Beirut : March Of The Zapotec


Titres

CD 1
El Zocalo
La Llorona
My Wife
The Akara
On A Bayonet
The Shrew

CD 2
My Night With The Prostitute From Marseille
My Wife Lost In The Wild
Venice
The Concubine
No Dice


Si vous venez régulièrement lire mes chroniques, vous savez déjà ce que je pense de Beirut et plus particulièrement de The Flying Club Cup, qui est devenu pour moi un album inestimable. Un de ceux que j'emmènerai sur une ile déserte. Alors forcément, pour moi toute sortie d'un nouveau disque de Zach Condon est un évènement à ne pas rater. Et quand en plus ce disque prend la forme d'un double EP, c'est deux fois la fête. En théorie…

Oui, parce que voilà, ça fait déjà un petit moment que je dois écrire cette chronique et que je la repousse à chaque fois. Parce que j'attendais monts et merveilles des nouvelles chansons de mon new-yorkais préféré et qu'au bout du compte je me pose des questions. Alors je réécoute pour être sûr, avant d'en parler. En fait, ce double EP n'est pas le véritable nouvel album de Beirut, il correspond à deux projets bien distincts. Le premier s'appelle donc March Of The Zapotec et il est l'œuvre de la partie du cerveau de Zach Condon qui s'appelle Beirut. La deuxième est tout autre chose et vient d'un autre morceau du cerveau du même homme qui s'appellerait Realpeople. Sur le premier CD, on reconnait Beirut avec tous les ingrédients habituels, sur l'autre on ne reconnait que la voix. Et pour cause, Realpeople est un projet Electro, aux antipodes de ce qu'on connait déjà et qui correspond au style de jeunesse de Zach Condon quand il composait chez lui en solitaire. Passer de l'un à l'autre est forcément déstabilisant. Cette première surprise passée, tout ça n'est pas forcément un problème en soit quand on n'écoute pas les deux EP dans la foulée. Zach Condon est un explorateur et c'est surtout pour ça que j'aime sa musique, alors une exploration de plus n'est pas forcément pour me déplaire.

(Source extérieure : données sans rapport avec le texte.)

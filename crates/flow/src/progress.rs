//! Protocol progress reporting.

use serde::{Deserialize, Serialize};
use std::fmt;
use std::sync::{Mutex, PoisonError};
use tracing::info;
use uuid::Uuid;

/// Steps of a protocol run, across both roles.
///
/// An initiator moves through `Building`, `LocalVerify`, `LocalSign`,
/// `AwaitingCounterparty`, `Finalizing` and `Done`. A responder moves through
/// `CounterpartyVerify`, then `CounterpartySign` or `Rejected`, and `Done`
/// once it holds the finalized transaction.
#[derive(Debug, Clone, Copy, PartialEq, Eq, Hash, Serialize, Deserialize)]
pub enum FlowState {
    Building,
    LocalVerify,
    LocalSign,
    AwaitingCounterparty,
    CounterpartyVerify,
    CounterpartySign,
    Rejected,
    Finalizing,
    Done,
}

impl FlowState {
    pub fn description(&self) -> &'static str {
        match self {
            FlowState::Building => "Generating transaction based on new ticket distribution.",
            FlowState::LocalVerify => "Verifying contract constraints.",
            FlowState::LocalSign => "Signing transaction with our private key.",
            FlowState::AwaitingCounterparty => "Gathering the counterparty's signature.",
            FlowState::CounterpartyVerify => "Verifying the proposed distribution.",
            FlowState::CounterpartySign => "Counter-signing the proposed distribution.",
            FlowState::Rejected => "Proposal rejected.",
            FlowState::Finalizing => "Obtaining notary signature and recording transaction.",
            FlowState::Done => "Distribution recorded.",
        }
    }

    pub fn is_terminal(&self) -> bool {
        matches!(self, FlowState::Rejected | FlowState::Done)
    }
}

impl fmt::Display for FlowState {
    fn fmt(&self, f: &mut fmt::Formatter<'_>) -> fmt::Result {
        fmt::Debug::fmt(self, f)
    }
}

/// Receives every state transition of every run on a node.
pub trait ProgressObserver: Send + Sync {
    fn on_transition(&self, session_id: Uuid, state: FlowState);
}

/// Observer that keeps the transitions it has seen.
#[derive(Debug, Default)]
pub struct ProgressTracker {
    steps: Mutex<Vec<(Uuid, FlowState)>>,
}

impl ProgressTracker {
    pub fn new() -> Self {
        Self::default()
    }

    /// Transitions of one session, in order.
    pub fn steps_for(&self, session_id: Uuid) -> Vec<FlowState> {
        self.steps
            .lock()
            .unwrap_or_else(PoisonError::into_inner)
            .iter()
            .filter(|(id, _)| *id == session_id)
            .map(|(_, state)| *state)
            .collect()
    }

    /// All transitions, in order.
    pub fn steps(&self) -> Vec<(Uuid, FlowState)> {
        self.steps
            .lock()
            .unwrap_or_else(PoisonError::into_inner)
            .clone()
    }
}

impl ProgressObserver for ProgressTracker {
    fn on_transition(&self, session_id: Uuid, state: FlowState) {
        self.steps
            .lock()
            .unwrap_or_else(PoisonError::into_inner)
            .push((session_id, state));
    }
}

/// Logs a transition and forwards it to the node's observer, if any.
pub(crate) fn report(observer: Option<&dyn ProgressObserver>, session_id: Uuid, state: FlowState) {
    info!(session_id = %session_id, state = %state, "{}", state.description());
    if let Some(observer) = observer {
        observer.on_transition(session_id, state);
    }
}
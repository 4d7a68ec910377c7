//! Bulk operation services.
//!
//! - Storage: listing and existence checks
//! - Eraser: emptying and deleting containers
//! - Dispatcher: chunked batch sends
//! - Receiver: per-queue polling and message lifecycle
//! - Identity: name-to-ARN lookups

mod dispatcher;
mod eraser;
mod identity;
mod receiver;
mod storage;

pub use dispatcher::BatchDispatcher;
pub use eraser::BulkEraser;
pub use identity::IdentityLookup;
pub use receiver::PollingReceiver;
pub use storage::StorageService;
#[async_trait]
impl ObjectStoreBackend for S3Backend {
    async fn list_objects(&self, request: ListObjectsRequest) -> Result<Page<ObjectSummary>, BulkError> {
        let resp = self
            .client
            .list_objects_v2()
            .bucket(&request.container)
            .set_prefix(request.prefix)
            .set_continuation_token(request.cursor.map(|c| c.marker))
            .set_max_keys(request.max_keys.map(|n| n as i32))
            .send()
            .await
            .map_err(|e| from_sdk(S3, "ListObjectsV2", e))?;

        let items = resp
            .contents()
            .iter()
            .map(|o| ObjectSummary {
                key: o.key().text(),
                size: o.size().unwrap_or(0).max(0) as u64,
                e_tag: o.e_tag().map(str::to_string),
            })
            .collect();
        Ok(Page {
            items,
            next_cursor: resp.next_continuation_token().map(Cursor::new),
            truncated: resp.is_truncated().flag(),
        })
    }

    async fn list_versions(
        &self,
        request: ListVersionsRequest,
    ) -> Result<Page<VersionRecord>, BulkError> {
        let (key_marker, version_marker) = match request.cursor {
            Some(c) => (Some(c.marker), c.version_marker),
            None => (None, None),
        };
        let resp = self
            .client
            .list_object_versions()
            .bucket(&request.container)
            .set_prefix(request.prefix)
            .set_key_marker(key_marker)
            .set_version_id_marker(version_marker)
            .set_max_keys(request.max_keys.map(|n| n as i32))
            .send()
            .await
            .map_err(|e| from_sdk(S3, "ListObjectVersions", e))?;

        let versions = resp.versions().iter().map(|v| VersionRecord {
            key: v.key().text(),
            version_id: v.version_id().unwrap_or("null").to_string(),
            is_delete_marker: false,
            is_latest: v.is_latest().flag(),
        });
        let markers = resp.delete_markers().iter().map(|m| VersionRecord {
            key: m.key().text(),
            version_id: m.version_id().unwrap_or("null").to_string(),
            is_delete_marker: true,
            is_latest: m.is_latest().flag(),
        });
        let items = versions.chain(markers).collect();

        let truncated = resp.is_truncated().flag();
        let next_cursor = resp.next_key_marker().map(|key| {
            Cursor::with_version(key, resp.next_version_id_marker().map(str::to_string))
        });
        Ok(Page {
            items,
            next_cursor: next_cursor.filter(|_| truncated),
            truncated,
        })
    }

    async fn delete_object(&self, container: &str, key: &str) -> Result<(), BulkError> {
        self.client
            .delete_object()
            .bucket(container)
            .key(key)
            .send()
            .await
            .map_err(|e| from_sdk(S3, "DeleteObject", e))?;
        Ok(())
    }

    async fn delete_version(
        &self,
        container: &str,
        key: &str,
        version_id: &str,
    ) -> Result<(), BulkError> {
        self.client
            .delete_object()
            .bucket(container)
            .key(key)
            .version_id(version_id)
            .send()
            .await
            .map_err(|e| from_sdk(S3, "DeleteObject", e))?;
        Ok(())
    }

    async fn head_object(&self, container: &str, key: &str) -> Result<ObjectMetadata, BulkError> {
        let resp = self
            .client
            .head_object()
            .bucket(container)
            .key(key)
            .send()
            .await
            .map_err(|e| from_sdk(S3, "HeadObject", e))?;
        Ok(ObjectMetadata {
            content_length: resp.content_length().unwrap_or(0).max(0) as u64,
            e_tag: resp.e_tag().map(str::to_string),
            version_id: resp.version_id().map(str::to_string),
        })
    }

    async fn put_object(
        &self,
        container: &str,
        key: &str,
        body: Bytes,
    ) -> Result<PutObjectOutput, BulkError> {
        let resp = self
            .client
            .put_object()
            .bucket(container)
            .key(key)
            .body(ByteStream::from(body))
            .send()
            .await
            .map_err(|e| from_sdk(S3, "PutObject", e))?;
        Ok(PutObjectOutput {
            e_tag: resp.e_tag().map(str::to_string),
            version_id: resp.version_id().map(str::to_string),
        })
    }

    async fn create_multipart_upload(&self, container: &str, key: &str) -> Result<String, BulkError> {
        let resp = self
            .client
            .create_multipart_upload()
            .bucket(container)
            .key(key)
            .send()
            .await
            .map_err(|e| from_sdk(S3, "CreateMultipartUpload", e))?;
        resp.upload_id().map(str::to_string).ok_or_else(|| {
            ResponseError::MissingField {
                operation: "CreateMultipartUpload".to_string(),
                field: "UploadId".to_string(),
            }
            .into()
        })
    }

    async fn upload_part(
        &self,
        container: &str,
        key: &str,
        upload_id: &str,
        part_number: u32,
        body: Bytes,
    ) -> Result<String, BulkError> {
        let resp = self
            .client
            .upload_part()
            .bucket(container)
            .key(key)
            .upload_id(upload_id)
            .part_number(part_index(part_number))
            .body(ByteStream::from(body))
            .send()
            .await
            .map_err(|e| from_sdk(S3, "UploadPart", e))?;
        resp.e_tag().map(str::to_string).ok_or_else(|| {
            ResponseError::MissingField {
                operation: "UploadPart".to_string(),
                field: "ETag".to_string(),
            }
            .into()
        })
    }

    async fn complete_multipart_upload(
        &self,
        container: &str,
        key: &str,
        upload_id: &str,
        parts: Vec<CompletedPart>,
    ) -> Result<PutObjectOutput, BulkError> {
        let parts = parts
            .into_iter()
            .map(|p| {
                aws_sdk_s3::types::CompletedPart::builder()
                    .part_number(part_index(p.part_number))
                    .e_tag(p.e_tag)
                    .build()
            })
            .collect();
        let upload = aws_sdk_s3::types::CompletedMultipartUpload::builder()
            .set_parts(Some(parts))
            .build();
        let resp = self
            .client
            .complete_multipart_upload()
            .bucket(container)
            .key(key)
            .upload_id(upload_id)
            .multipart_upload(upload)
            .send()
            .await
            .map_err(|e| from_sdk(S3, "CompleteMultipartUpload", e))?;
        Ok(PutObjectOutput {
            e_tag: resp.e_tag().map(str::to_string),
            version_id: resp.version_id().map(str::to_string),
        })
    }

    async fn abort_multipart_upload(
        &self,
        container: &str,
        key: &str,
        upload_id: &str,
    ) -> Result<(), BulkError> {
        self.client
            .abort_multipart_upload()
            .bucket(container)
            .key(key)
            .upload_id(upload_id)
            .send()
            .await
            .map_err(|e| from_sdk(S3, "AbortMultipartUpload", e))?;
        Ok(())
    }

    async fn get_object(&self, container: &str, key: &str) -> Result<Bytes, BulkError> {
        let resp = self
            .client
            .get_object()
            .bucket(container)
            .key(key)
            .send()
            .await
            .map_err(|e| from_sdk(S3, "GetObject", e))?;
        let data = resp.body.collect().await.map_err(|e| ResponseError::Body {
            message: e.to_string(),
        })?;
        Ok(data.into_bytes())
    }

    async fn delete_container(&self, container: &str) -> Result<(), BulkError> {
        self.client
            .delete_bucket()
            .bucket(container)
            .send()
            .await
            .map_err(|e| from_sdk(S3, "DeleteBucket", e))?;
        Ok(())
    }
}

Pour commencer par le premier CD, March Of The Zapotec est une collaboration avec un orchestre traditionnel du Nouveau Mexique spécialisé dans les marches funèbres. Encore une fois, c'est le plaisir de la rencontre, de la confrontation et de la découverte qui semble diriger les pas de notre homme. Le résultat de l'exercice est en tous points réussi. Les chansons qui composent March Of The Zapotec sont toutes invariablement lentes et solennelles (enterrements obligent), mais le chant de Zach Condon, de plus en plus radieux, plane délicieusement au dessus de ces cuivres. Ce n'est peut être pas aussi touchant que The Flying Club Cup, mais c'est très beau.

Quant au deuxième disque, là, on ne change pas seulement d'univers, on change aussi d'époque. Avec Realpeople Holland, on se retrouve embarqué dans une sorte de retour vers le futur. A l'époque des synthés à peine polyphoniques et des boites à rythme qui font tchac poum. Mais ce qui surprend encore le plus, c'est la voix de Zach Condon, qui chante sur ces tempos Electro exactement de la même façon qu'avec sa fanfare mexicaine. Comme pour nous signifier que peu importe le flacon, c'est le contenu qui compte. C'est probablement vrai dans son esprit, mais pourtant, le résultat est nettement moins convaincant, même si quelques jolis moments sortent du lot (My Night With The Prostitute From Marseille, My Wife Lost In The Wild). Le malaise (ou la déception, c'est selon) vient de ces sonorités très datés qui donnent l'impression d'écouter des chansons vieilles de plus de vingt ans. No Dice en est le parfait exemple, avec sa petite mélodie sympa et son beat Electro-Disco qu'on a déjà entendu des milliers de fois. Rien d'inventif au final et donc tout le contraire de ce qu'on attend de la musique de cet homme là.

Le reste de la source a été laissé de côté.